FUCK! FUUUUUUUUUCK! So Fucking done. So, I wait, the three days, right, and right after the Fucking Assassin made me jiggle the mouse, he shrieks again. So, I look, and everyone in town is outside. They're all saying, "Watch the sky." I don't see anything, though. But then the game starts getting dark...like REALLY dark. I turn up the brightness all the way on my monitor, and I can still barely see. I can see other people in the game, little figures running around in the distance, just running back and forth. If I try to get close, they run off. Now, I was trying to sleep, so the lights are off, and this is kind of creepy. I don't want to get up to turn on my light because I don't want to miss anything, but NOTHING fucking happens. Eventually I go back to The Citadel...it's still dark, and I gotta swim, and the whole time I can see all these guys swimming all around me, just barely there. I make it to the Citadel, and it's normal light inside, and I get worried. Sure enough, the Portrait Door is STILL FUCKING CLOSED. I go outside and it's ALL STARTING OVER. So that's it. I'm fucking going to bed, and I'm fucking done. The end."

After that, two things happen. first, another of the people who got to the Portrait Room claimed that the Assassin was showing up in his regular Morrowind game. (Quick explanation. If you reinstalled Morrowind to a different fold, you could have a normal Morrowind install along with JVK.) He himself chalked it up to an overactive imagination at first, but he reported a couple of really big scares with the black figure crawling right at him, or seeing it waiting for him just around a corner before scuttling off. Another of those who reached the Portrait Room started a regular Morrowind game, but never for sure saw him; it was just a couple of maybes, late at night, and always at a distance.

The second is that my friend started getting really abusive and short-tempered on the board, though he stopped talking about JVK entirely. It got so back that he was soon kicked off.

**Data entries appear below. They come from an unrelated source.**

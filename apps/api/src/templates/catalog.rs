//! Template catalog: pluggable, trait-based source of selectable templates.
//!
//! `AppState` holds an `Arc<dyn TemplateCatalog>`; Postgres backs it in production.

use std::fmt;
use std::str::FromStr;

use async_trait::async_trait;
use serde::{Deserialize, Serialize};
use sqlx::PgPool;
use tracing::warn;

use crate::errors::AppError;
use crate::models::template::TemplateRow;

#[derive(Debug, Clone, Copy, PartialEq, Eq, Hash, Serialize, Deserialize)]
#[serde(rename_all = "snake_case")]
pub enum TemplateCategory {
    Modern,
    Classic,
    Creative,
    Minimal,
    Executive,
    Professional,
}

impl TemplateCategory {
    pub const fn as_str(self) -> &'static str {
        match self {
            TemplateCategory::Modern => "modern",
            TemplateCategory::Classic => "classic",
            TemplateCategory::Creative => "creative",
            TemplateCategory::Minimal => "minimal",
            TemplateCategory::Executive => "executive",
            TemplateCategory::Professional => "professional",
        }
    }
}

impl fmt::Display for TemplateCategory {
    fn fmt(&self, f: &mut fmt::Formatter<'_>) -> fmt::Result {
        f.write_str(self.as_str())
    }
}

impl FromStr for TemplateCategory {
    type Err = AppError;

    fn from_str(s: &str) -> Result<Self, Self::Err> {
        match s.trim().to_ascii_lowercase().as_str() {
            "modern" => Ok(TemplateCategory::Modern),
            "classic" => Ok(TemplateCategory::Classic),
            "creative" => Ok(TemplateCategory::Creative),
            "minimal" => Ok(TemplateCategory::Minimal),
            "executive" => Ok(TemplateCategory::Executive),
            "professional" => Ok(TemplateCategory::Professional),
            other => Err(AppError::Validation(format!("unknown template category '{other}'"))),
        }
    }
}

/// Catalog entry. Immutable from the editor's perspective.
#[derive(Debug, Clone, PartialEq, Serialize, Deserialize)]
pub struct Template {
    pub id: String,
    pub name: String,
    pub category: TemplateCategory,
    pub description: String,
    pub is_premium: bool,
}

impl TryFrom<TemplateRow> for Template {
    type Error = AppError;

    fn try_from(row: TemplateRow) -> Result<Self, Self::Error> {
        Ok(Template {
            category: row.category.parse()?,
            id: row.id,
            name: row.name,
            description: row.description,
            is_premium: row.is_premium,
        })
    }
}

#[async_trait]
pub trait TemplateCatalog: Send + Sync {
    async fn list_templates(
        &self,
        category: Option<TemplateCategory>,
    ) -> Result<Vec<Template>, AppError>;

    async fn get_template(&self, id: &str) -> Result<Option<Template>, AppError>;
}

pub struct PgTemplateCatalog {
    pool: PgPool,
}

impl PgTemplateCatalog {
    pub fn new(pool: PgPool) -> Self {
        Self { pool }
    }
}

#[async_trait]
impl TemplateCatalog for PgTemplateCatalog {
    async fn list_templates(
        &self,
        category: Option<TemplateCategory>,
    ) -> Result<Vec<Template>, AppError> {
        let rows = sqlx::query_as::<_, TemplateRow>(
            r#"
            SELECT id, name, category, description, is_premium
            FROM templates
            WHERE $1::TEXT IS NULL OR category = $1
            ORDER BY category, name
            "#,
        )
        .bind(category.map(|c| c.as_str()))
        .fetch_all(&self.pool)
        .await?;

        Ok(rows.into_iter().filter_map(row_to_template).collect())
    }

    async fn get_template(&self, id: &str) -> Result<Option<Template>, AppError> {
        let row = sqlx::query_as::<_, TemplateRow>(
            "SELECT id, name, category, description, is_premium FROM templates WHERE id = $1",
        )
        .bind(id)
        .fetch_optional(&self.pool)
        .await?;

        Ok(row.and_then(row_to_template))
    }
}

/// Picks the requested template, or `fallback` when none was requested.
///
/// An unknown requested id is a caller error. A missing fallback means the catalog is
/// out of step with configuration.
pub async fn resolve_template(
    catalog: &dyn TemplateCatalog,
    requested: Option<&str>,
    fallback: &str,
) -> Result<Template, AppError> {
    if let Some(id) = requested {
        return catalog
            .get_template(id)
            .await?
            .ok_or_else(|| AppError::Validation(format!("unknown template '{id}'")));
    }
    catalog.get_template(fallback).await?.ok_or_else(|| {
        AppError::Internal(anyhow::anyhow!(
            "default template '{fallback}' is missing from the catalog"
        ))
    })
}

/// Rows with an unknown category are skipped rather than failing the whole listing.
fn row_to_template(row: TemplateRow) -> Option<Template> {
    let id = row.id.clone();
    match Template::try_from(row) {
        Ok(t) => Some(t),
        Err(e) => {
            warn!("Skipping template {id}: {e}");
            None
        }
    }
}
//! Resume renderer.
//!
//! # Contract
//! - Pure: same `(data, settings)` always yields the same document.
//! - A section is drawn iff `is_section_active` says so; no other emptiness check
//!   decides inclusion.
//! - Missing sub-fields are omitted, never rendered as placeholders.

use crate::render::document::{
    ContactItem, DisplayBlock, DisplayDocument, EntryBlock, HeaderBlock, SectionBlock,
    SubsectionBlock, Tag, TagListBlock, DOCUMENT_VERSION,
};
use crate::render::theme::{TemplateSettings, Theme};
use crate::resume::data::{CustomSection, PersonalInfo, ResumeData};
use crate::resume::sections::{is_section_active, SectionId, SectionKey};

/// Contact fields shown in the header, in display order. Other keys follow
/// alphabetically.
const CONTACT_FIELDS: &[(&str, &str)] = &[
    ("email", "Email"),
    ("phone", "Phone"),
    ("address", "Address"),
    ("website", "Website"),
    ("linkedin", "LinkedIn"),
    ("github", "GitHub"),
];

/// Keys rendered as the header name/headline rather than as contacts.
const HEADER_FIELDS: &[&str] = &["name", "fullName", "title", "jobTitle"];

pub fn render(data: &ResumeData, settings: &TemplateSettings) -> DisplayDocument {
    let mut sections = Vec::new();

    for key in SectionKey::CATALOG {
        let id = SectionId::Builtin(key);
        if !is_section_active(data, &id) {
            continue;
        }
        sections.push(SectionBlock {
            id,
            title: key.title().to_string(),
            blocks: render_builtin(data, key),
        });
    }

    for custom in &data.custom_sections {
        // A custom id spelled like a catalog key cannot be placed on its own.
        let id = SectionId::from(custom.id.clone());
        if matches!(id, SectionId::Builtin(_))
            || !is_section_active(data, &id)
            || sections.iter().any(|s| s.id == id)
        {
            continue;
        }
        sections.push(SectionBlock {
            id,
            title: clean(custom.title.as_deref()).unwrap_or(custom.id.as_str()).to_string(),
            blocks: vec![DisplayBlock::Subsection(subsection(custom))],
        });
    }

    DisplayDocument {
        version: DOCUMENT_VERSION,
        template_id: settings.template_id.clone(),
        theme: Theme::resolve(settings),
        sections,
    }
}

fn render_builtin(data: &ResumeData, key: SectionKey) -> Vec<DisplayBlock> {
    match key {
        SectionKey::PersonalInfo => vec![DisplayBlock::Header(header(&data.personal_info))],
        SectionKey::Summary => vec![DisplayBlock::Paragraph {
            text: data.summary.trim().to_string(),
        }],
        SectionKey::Experiences => entries(data.experiences.iter().map(|e| EntryBlock {
            heading: owned(e.position.as_deref()),
            subheading: owned(e.company.as_deref()),
            dates: date_range(e.start_date.as_deref(), e.end_date.as_deref(), e.current),
            location: owned(e.location.as_deref()),
            body: owned(e.description.as_deref()),
            bullets: non_blank(&e.highlights),
            ..Default::default()
        })),
        SectionKey::Education => entries(data.education.iter().map(|e| EntryBlock {
            heading: degree_line(e.degree.as_deref(), e.field.as_deref()),
            subheading: owned(e.institution.as_deref()),
            dates: date_range(e.start_date.as_deref(), e.end_date.as_deref(), false),
            location: owned(e.location.as_deref()),
            body: owned(e.description.as_deref()),
            bullets: clean(e.gpa.as_deref())
                .map(|gpa| vec![format!("GPA: {gpa}")])
                .unwrap_or_default(),
            ..Default::default()
        })),
        SectionKey::Skills => {
            let mut groups: Vec<(Option<String>, Vec<Tag>)> = Vec::new();
            for skill in &data.skills {
                let Some(label) = clean(skill.name.as_deref()) else {
                    continue;
                };
                let tag = Tag {
                    label: label.to_string(),
                    detail: owned(skill.level.as_deref()),
                };
                let category = owned(skill.category.as_deref());
                match groups.iter_mut().find(|(c, _)| *c == category) {
                    Some((_, tags)) => tags.push(tag),
                    None => groups.push((category, vec![tag])),
                }
            }
            groups
                .into_iter()
                .map(|(title, items)| DisplayBlock::TagList(TagListBlock { title, items }))
                .collect()
        }
        SectionKey::Projects => entries(data.projects.iter().map(|p| EntryBlock {
            heading: owned(p.name.as_deref()),
            subheading: owned(p.role.as_deref()),
            dates: date_range(p.start_date.as_deref(), p.end_date.as_deref(), false),
            link: owned(p.url.as_deref()),
            body: owned(p.description.as_deref()),
            tags: non_blank(&p.technologies),
            ..Default::default()
        })),
        SectionKey::CustomSections => data
            .custom_sections
            .iter()
            .map(|c| DisplayBlock::Subsection(subsection(c)))
            .collect(),
        SectionKey::Certifications => entries(data.certifications.iter().map(|c| EntryBlock {
            heading: owned(c.name.as_deref()),
            subheading: owned(c.issuer.as_deref()),
            dates: owned(c.date.as_deref()),
            link: owned(c.url.as_deref()),
            bullets: clean(c.credential_id.as_deref())
                .map(|id| vec![format!("Credential ID: {id}")])
                .unwrap_or_default(),
            ..Default::default()
        })),
        SectionKey::Languages => tag_list(
            data.languages
                .iter()
                .map(|l| (l.language.as_deref(), l.proficiency.as_deref())),
        ),
        SectionKey::Awards => entries(data.awards.iter().map(|a| EntryBlock {
            heading: owned(a.title.as_deref()),
            subheading: owned(a.issuer.as_deref()),
            dates: owned(a.date.as_deref()),
            body: owned(a.description.as_deref()),
            ..Default::default()
        })),
        SectionKey::Volunteering => entries(data.volunteering.iter().map(|v| EntryBlock {
            heading: owned(v.role.as_deref()),
            subheading: owned(v.organization.as_deref()),
            dates: date_range(v.start_date.as_deref(), v.end_date.as_deref(), v.current),
            body: owned(v.description.as_deref()),
            ..Default::default()
        })),
        SectionKey::Interests => tag_list(
            data.interests
                .iter()
                .map(|i| (i.name.as_deref(), i.description.as_deref())),
        ),
    }
}

fn header(info: &PersonalInfo) -> HeaderBlock {
    let mut contacts: Vec<ContactItem> = CONTACT_FIELDS
        .iter()
        .filter_map(|(field, label)| {
            info.get(field).map(|value| ContactItem {
                label: label.to_string(),
                value: value.to_string(),
            })
        })
        .collect();

    for (field, _) in info.iter() {
        if HEADER_FIELDS.contains(&field) || CONTACT_FIELDS.iter().any(|(f, _)| *f == field) {
            continue;
        }
        if let Some(value) = info.get(field) {
            contacts.push(ContactItem {
                label: label_for(field),
                value: value.to_string(),
            });
        }
    }

    HeaderBlock {
        name: info.name().map(str::to_string),
        headline: info.title().map(str::to_string),
        contacts,
    }
}

fn subsection(custom: &CustomSection) -> SubsectionBlock {
    SubsectionBlock {
        id: custom.id.clone(),
        title: owned(custom.title.as_deref()),
        body: owned(custom.content.as_deref()),
    }
}

fn entries(blocks: impl Iterator<Item = EntryBlock>) -> Vec<DisplayBlock> {
    blocks
        .filter(|b| !b.is_empty())
        .map(DisplayBlock::Entry)
        .collect()
}

fn tag_list<'a>(pairs: impl Iterator<Item = (Option<&'a str>, Option<&'a str>)>) -> Vec<DisplayBlock> {
    let items: Vec<Tag> = pairs
        .filter_map(|(label, detail)| {
            clean(label).map(|label| Tag {
                label: label.to_string(),
                detail: owned(detail),
            })
        })
        .collect();
    if items.is_empty() {
        Vec::new()
    } else {
        vec![DisplayBlock::TagList(TagListBlock { title: None, items })]
    }
}

fn clean(value: Option<&str>) -> Option<&str> {
    value.map(str::trim).filter(|s| !s.is_empty())
}

fn owned(value: Option<&str>) -> Option<String> {
    clean(value).map(str::to_string)
}

fn non_blank(items: &[String]) -> Vec<String> {
    items
        .iter()
        .filter_map(|s| clean(Some(s)))
        .map(str::to_string)
        .collect()
}

fn degree_line(degree: Option<&str>, field: Option<&str>) -> Option<String> {
    match (clean(degree), clean(field)) {
        (Some(d), Some(f)) => Some(format!("{d} in {f}")),
        (Some(d), None) => Some(d.to_string()),
        (None, Some(f)) => Some(f.to_string()),
        (None, None) => None,
    }
}

fn date_range(start: Option<&str>, end: Option<&str>, current: bool) -> Option<String> {
    let end = if current { Some("Present") } else { clean(end) };
    match (clean(start), end) {
        (Some(s), Some(e)) => Some(format!("{s} – {e}")),
        (Some(s), None) => Some(s.to_string()),
        (None, Some(e)) => Some(e.to_string()),
        (None, None) => None,
    }
}

/// `linkedinUrl` -> `Linkedin Url`, `portfolio` -> `Portfolio`.
fn label_for(field: &str) -> String {
    let mut label = String::with_capacity(field.len() + 4);
    for (i, c) in field.chars().enumerate() {
        if i == 0 {
            label.extend(c.to_uppercase());
        } else if c.is_uppercase() {
            label.push(' ');
            label.push(c);
        } else if c == '_' || c == '-' {
            label.push(' ');
        } else {
            label.push(c);
        }
    }
    label
}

I didn't hear anything from him for a couple of weeks after that, so I sent him an email. This was part of his reply:

"I know I shouldn't, but with classes out I've got some time, so I started JVK up again. It's almost 2011...and I think I've got the sleep madness! But stuff is happening! It's still dark...once it gets dark, it never gets any lighter. It stays like that. The people moved a few months ago...everyone in Seyda neen just went to that little bandit cave and moved in. They killed the bandits inside, and now they're just standing around inside. They don't say anything anymore; they don't do anything when you click on them. I quicksaved and killed one, and he just stood there until he died without fighting back!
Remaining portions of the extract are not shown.